Stored items
· · ·
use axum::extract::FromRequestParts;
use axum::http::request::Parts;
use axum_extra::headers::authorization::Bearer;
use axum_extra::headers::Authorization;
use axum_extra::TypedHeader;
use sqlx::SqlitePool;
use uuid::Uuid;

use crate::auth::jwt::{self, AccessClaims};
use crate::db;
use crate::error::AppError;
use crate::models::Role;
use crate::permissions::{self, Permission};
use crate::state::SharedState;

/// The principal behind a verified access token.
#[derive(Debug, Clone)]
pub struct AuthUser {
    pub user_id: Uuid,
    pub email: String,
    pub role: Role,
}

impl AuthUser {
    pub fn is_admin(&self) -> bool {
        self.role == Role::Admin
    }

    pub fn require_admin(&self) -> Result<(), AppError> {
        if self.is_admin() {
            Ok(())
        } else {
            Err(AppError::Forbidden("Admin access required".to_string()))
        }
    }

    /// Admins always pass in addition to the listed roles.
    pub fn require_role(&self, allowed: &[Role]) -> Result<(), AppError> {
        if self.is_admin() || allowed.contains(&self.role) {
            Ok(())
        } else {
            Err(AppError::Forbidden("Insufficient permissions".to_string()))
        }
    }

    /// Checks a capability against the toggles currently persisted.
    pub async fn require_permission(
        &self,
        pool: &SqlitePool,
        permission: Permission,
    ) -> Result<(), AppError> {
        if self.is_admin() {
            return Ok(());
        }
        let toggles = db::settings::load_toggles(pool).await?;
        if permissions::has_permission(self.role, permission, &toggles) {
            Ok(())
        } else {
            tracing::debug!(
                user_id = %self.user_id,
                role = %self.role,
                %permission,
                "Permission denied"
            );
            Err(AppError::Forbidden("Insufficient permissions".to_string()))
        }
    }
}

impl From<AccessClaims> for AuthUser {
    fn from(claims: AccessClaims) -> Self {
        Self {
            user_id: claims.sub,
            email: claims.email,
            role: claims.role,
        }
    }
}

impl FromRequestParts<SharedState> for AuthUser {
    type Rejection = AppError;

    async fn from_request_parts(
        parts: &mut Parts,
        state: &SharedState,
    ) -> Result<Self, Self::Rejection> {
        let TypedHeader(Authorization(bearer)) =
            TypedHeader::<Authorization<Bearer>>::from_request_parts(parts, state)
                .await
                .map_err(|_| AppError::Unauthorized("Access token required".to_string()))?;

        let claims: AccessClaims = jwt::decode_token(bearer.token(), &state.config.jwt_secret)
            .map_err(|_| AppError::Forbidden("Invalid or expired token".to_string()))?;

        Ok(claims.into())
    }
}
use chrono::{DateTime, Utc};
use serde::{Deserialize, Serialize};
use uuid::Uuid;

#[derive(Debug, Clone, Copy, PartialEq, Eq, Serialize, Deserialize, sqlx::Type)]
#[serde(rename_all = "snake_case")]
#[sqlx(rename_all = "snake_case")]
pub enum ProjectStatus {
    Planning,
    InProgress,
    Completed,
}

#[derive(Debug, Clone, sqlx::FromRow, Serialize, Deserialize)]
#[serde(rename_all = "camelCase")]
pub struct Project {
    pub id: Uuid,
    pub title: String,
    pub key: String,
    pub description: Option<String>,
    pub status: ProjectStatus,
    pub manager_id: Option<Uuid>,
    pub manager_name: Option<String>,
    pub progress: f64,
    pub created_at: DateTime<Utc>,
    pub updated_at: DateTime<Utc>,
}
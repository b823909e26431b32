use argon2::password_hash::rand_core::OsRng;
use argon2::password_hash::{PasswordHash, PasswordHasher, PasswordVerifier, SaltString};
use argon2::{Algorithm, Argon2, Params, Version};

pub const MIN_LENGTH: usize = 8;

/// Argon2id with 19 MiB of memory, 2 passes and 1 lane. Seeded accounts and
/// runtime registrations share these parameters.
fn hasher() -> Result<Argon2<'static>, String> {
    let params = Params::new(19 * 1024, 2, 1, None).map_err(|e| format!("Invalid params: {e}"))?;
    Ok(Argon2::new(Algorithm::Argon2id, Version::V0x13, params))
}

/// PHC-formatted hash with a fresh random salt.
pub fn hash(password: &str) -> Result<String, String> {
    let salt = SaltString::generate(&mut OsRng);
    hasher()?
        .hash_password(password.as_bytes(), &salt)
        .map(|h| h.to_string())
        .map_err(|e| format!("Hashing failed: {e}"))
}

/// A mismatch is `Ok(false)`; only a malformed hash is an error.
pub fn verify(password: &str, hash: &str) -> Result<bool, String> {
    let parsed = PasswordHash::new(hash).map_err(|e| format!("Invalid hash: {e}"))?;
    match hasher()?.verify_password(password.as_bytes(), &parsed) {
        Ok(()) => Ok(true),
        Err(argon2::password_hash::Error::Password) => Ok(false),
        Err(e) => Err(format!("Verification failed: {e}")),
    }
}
· · ·
- [WHAT IS REQUIRED] Put down each entry again, unchanged and complete.

- [OUTPUT FOR THIS TASK]
use axum::extract::FromRequestParts;
use axum::http::request::Parts;
use axum_extra::headers::authorization::Bearer;
use axum_extra::headers::Authorization;
use axum_extra::TypedHeader;
use sqlx::SqlitePool;
use uuid::Uuid;

use crate::auth::jwt::{self, AccessClaims};
use crate::db;
use crate::error::AppError;
use crate::models::Role;
use crate::permissions::{self, Permission};
use crate::state::SharedState;

/// The principal behind a verified access token.
#[derive(Debug, Clone)]
pub struct AuthUser {
    pub user_id: Uuid,
    pub email: String,
    pub role: Role,
}

impl AuthUser {
    pub fn is_admin(&self) -> bool {
        self.role == Role::Admin
    }

    pub fn require_admin(&self) -> Result<(), AppError> {
        if self.is_admin() {
            Ok(())
        } else {
            Err(AppError::Forbidden("Admin access required".to_string()))
        }
    }

    /// Admins always pass in addition to the listed roles.
    pub fn require_role(&self, allowed: &[Role]) -> Result<(), AppError> {
        if self.is_admin() || allowed.contains(&self.role) {
            Ok(())
        } else {
            Err(AppError::Forbidden("Insufficient permissions".to_string()))
        }
    }

    /// Checks a capability against the toggles currently persisted.
    pub async fn require_permission(
        &self,
        pool: &SqlitePool,
        permission: Permission,
    ) -> Result<(), AppError> {
        if self.is_admin() {
            return Ok(());
        }
        let toggles = db::settings::load_toggles(pool).await?;
        if permissions::has_permission(self.role, permission, &toggles) {
            Ok(())
        } else {
            tracing::debug!(
                user_id = %self.user_id,
                role = %self.role,
                %permission,
                "Permission denied"
            );
            Err(AppError::Forbidden("Insufficient permissions".to_string()))
        }
    }
}

impl From<AccessClaims> for AuthUser {
    fn from(claims: AccessClaims) -> Self {
        Self {
            user_id: claims.sub,
            email: claims.email,
            role: claims.role,
        }
    }
}

impl FromRequestParts<SharedState> for AuthUser {
    type Rejection = AppError;

    async fn from_request_parts(
        parts: &mut Parts,
        state: &SharedState,
    ) -> Result<Self, Self::Rejection> {
        let TypedHeader(Authorization(bearer)) =
            TypedHeader::<Authorization<Bearer>>::from_request_parts(parts, state)
                .await
                .map_err(|_| AppError::Unauthorized("Access token required".to_string()))?;

        let claims: AccessClaims = jwt::decode_token(bearer.token(), &state.config.jwt_secret)
            .map_err(|_| AppError::Forbidden("Invalid or expired token".to_string()))?;

        Ok(claims.into())
    }
}
use chrono::{DateTime, Utc};
use serde::{Deserialize, Serialize};
use uuid::Uuid;

#[derive(Debug, Clone, Copy, PartialEq, Eq, Serialize, Deserialize, sqlx::Type)]
#[serde(rename_all = "snake_case")]
#[sqlx(rename_all = "snake_case")]
pub enum ProjectStatus {
    Planning,
    InProgress,
    Completed,
}

#[derive(Debug, Clone, sqlx::FromRow, Serialize, Deserialize)]
#[serde(rename_all = "camelCase")]
pub struct Project {
    pub id: Uuid,
    pub title: String,
    pub key: String,
    pub description: Option<String>,
    pub status: ProjectStatus,
    pub manager_id: Option<Uuid>,
    pub manager_name: Option<String>,
    pub progress: f64,
    pub created_at: DateTime<Utc>,
    pub updated_at: DateTime<Utc>,
}
repository b823909e26431b32
use argon2::password_hash::rand_core::OsRng;
use argon2::password_hash::{PasswordHash, PasswordHasher, PasswordVerifier, SaltString};
use argon2::{Algorithm, Argon2, Params, Version};

pub const MIN_LENGTH: usize = 8;

/// Argon2id with 19 MiB of memory, 2 passes and 1 lane. Seeded accounts and
/// runtime registrations share these parameters.
fn hasher() -> Result<Argon2<'static>, String> {
    let params = Params::new(19 * 1024, 2, 1, None).map_err(|e| format!("Invalid params: {e}"))?;
    Ok(Argon2::new(Algorithm::Argon2id, Version::V0x13, params))
}

/// PHC-formatted hash with a fresh random salt.
pub fn hash(password: &str) -> Result<String, String> {
    let salt = SaltString::generate(&mut OsRng);
    hasher()?
        .hash_password(password.as_bytes(), &salt)
        .map(|h| h.to_string())
        .map_err(|e| format!("Hashing failed: {e}"))
}

/// A mismatch is `Ok(false)`; only a malformed hash is an error.
pub fn verify(password: &str, hash: &str) -> Result<bool, String> {
    let parsed = PasswordHash::new(hash).map_err(|e| format!("Invalid hash: {e}"))?;
    match hasher()?.verify_password(password.as_bytes(), &parsed) {
        Ok(()) => Ok(true),
        Err(argon2::password_hash::Error::Password) => Ok(false),
        Err(e) => Err(format!("Verification failed: {e}")),
    }
}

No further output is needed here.